Rosario tiene la particularidad de regresar mi inmanencia a esta localidad que me acuna por adopción.
Quizá sea su arquitectura, sus sonidos y sus aromas a pochoclo acaramelado con smog. Algo que me devuelve los paisajes añorados de Buenos Aires y Madrid.
Hay algo de cierto como lo hay de mágico en su gente, en las miradas encontradas, en los perros callejeros que custodian mis pasos bajo la sombra de un ejército de tilos que ponen límite al ancho de las veredas.
Me seduce descubrir en un momento de respiro, un intervalo de lo cotidiano, eso que pasamos por alto a pasos acelerados contra reloj.

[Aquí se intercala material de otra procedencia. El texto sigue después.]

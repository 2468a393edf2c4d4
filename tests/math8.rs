mod tests {
    use embassy_time::Duration;
    use ws2812_effects::math8::{blend8, progress8, scale8};

    #[test]
    fn test_scale8() {
        assert_eq!(scale8(255, 128), 128);
        assert_eq!(scale8(0, 128), 0);
        assert_eq!(scale8(128, 255), 128);
        assert_eq!(scale8(200, 255), 200);
        assert_eq!(scale8(128, 0), 0);
    }

    #[test]
    fn test_blend8() {
        assert_eq!(blend8(0, 200, 255), 200);
        assert_eq!(blend8(200, 0, 255), 0);
        assert_eq!(blend8(255, 128, 0), 255);
        assert_eq!(blend8(0, 255, 128), 128);
    }

    #[test]
    fn test_progress8() {
        let second = Duration::from_millis(1000);
        assert_eq!(progress8(Duration::from_millis(0), second), 0);
        assert_eq!(progress8(Duration::from_millis(500), second), 127);
        assert_eq!(progress8(second, second), 255);
        assert_eq!(progress8(Duration::from_millis(5000), second), 255);
        assert_eq!(
            progress8(Duration::from_millis(10), Duration::from_millis(0)),
            255
        );
    }
}
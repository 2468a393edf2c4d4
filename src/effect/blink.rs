use embassy_time::Duration;

use super::cycle::Cycle;
use super::{Effect, EffectStatus};
use crate::color::{Rgb, palette::BLACK};

/// Toggles between the base color and black every half period
///
/// Each full on/off cycle counts as one blink.
#[derive(Debug, Clone)]
pub struct BlinkEffect {
    color: Rgb,
    cycle: Cycle,
}

impl BlinkEffect {
    /// A `count` of zero blinks forever
    pub fn new(color: Rgb, period: Duration, count: u32) -> Self {
        Self {
            color,
            cycle: Cycle::new(period, count),
        }
    }

    /// Returns true during the lit half of the cycle
    pub fn is_lit(&self) -> bool {
        self.cycle.phase().as_ticks() < self.cycle.period().as_ticks() / 2
    }
}

impl Effect for BlinkEffect {
    fn render(&mut self, elapsed: Duration, leds: &mut [Rgb]) -> EffectStatus {
        if !self.cycle.advance(elapsed) {
            return EffectStatus::Finished;
        }

        leds.fill(if self.is_lit() { self.color } else { BLACK });
        EffectStatus::Running
    }
}
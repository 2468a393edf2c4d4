//! Transmission driver seam
//!
//! The engine never touches hardware. It hands finished frames to a
//! [`Transmitter`], which owns the WS2812 bit timing.

use core::fmt::Debug;

use smart_leds::SmartLedsWrite;

use crate::color::Rgb;
use crate::error::InitError;

/// Abstract LED driver trait
///
/// Implement this trait to support different hardware platforms.
/// The strip handle is generic over it.
pub trait Transmitter {
    /// Take ownership of the peripheral driving `pin`.
    ///
    /// Called once when the strip handle is created.
    fn claim(&mut self, pin: u8) -> Result<(), InitError> {
        let _ = pin;
        Ok(())
    }

    /// Write colors to the LED strip
    fn transmit(&mut self, pixels: &[Rgb]);
}

/// Adapter for any blocking `smart_leds` driver
///
/// Write failures are reported through the trace log and otherwise dropped;
/// the next frame simply tries again.
pub struct SmartLedsTransmitter<W> {
    writer: W,
}

impl<W> SmartLedsTransmitter<W> {
    pub const fn new(writer: W) -> Self {
        Self { writer }
    }

    /// Give back the wrapped driver
    pub fn into_inner(self) -> W {
        self.writer
    }
}

impl<W> Transmitter for SmartLedsTransmitter<W>
where
    W: SmartLedsWrite,
    W::Color: From<Rgb>,
    W::Error: Debug,
{
    fn transmit(&mut self, pixels: &[Rgb]) {
        if let Err(error) = self.writer.write(pixels.iter().copied()) {
            trace!("[SmartLedsTransmitter] frame dropped: {:?}", error);
        }
    }
}
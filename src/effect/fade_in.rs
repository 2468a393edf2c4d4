use embassy_time::Duration;

use super::{Effect, EffectStatus};
use crate::color::{Rgb, blend_colors, palette::BLACK};
use crate::math8::progress8;

/// Linear ramp from black to the base color, then hold
#[derive(Debug, Clone)]
pub struct FadeInEffect {
    color: Rgb,
    duration: Duration,
    elapsed: Duration,
    settled: bool,
}

impl FadeInEffect {
    pub const fn new(color: Rgb, duration: Duration) -> Self {
        Self {
            color,
            duration,
            elapsed: Duration::from_ticks(0),
            settled: false,
        }
    }

    /// Current ramp level, 255 once the fade is complete
    pub const fn level(&self) -> u8 {
        progress8(self.elapsed, self.duration)
    }
}

impl Effect for FadeInEffect {
    fn render(&mut self, elapsed: Duration, leds: &mut [Rgb]) -> EffectStatus {
        if self.settled {
            return EffectStatus::Running;
        }

        self.elapsed = (self.elapsed + elapsed).min(self.duration);
        let level = self.level();
        leds.fill(blend_colors(BLACK, self.color, level));

        self.settled = level == 255;
        EffectStatus::Running
    }
}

Una pareja de la mano detiene su prisa para encontrarse en un extenso beso. La primavera instala sus primeras vetas de color en el paisaje desordenado de bandejas de café y de persianas de negocios que desperezan sus quejidos de cadenas y bandoneón. Rosario se torna en recuerdos caprichosos, escurridizos que me tocan el alma, hasta que algo lo pone en su lugar, un semáforo en verde me obliga a seguir camino, de prisa, constante. En este momento, desde el andén, la luz de la rutina me llama a despertar.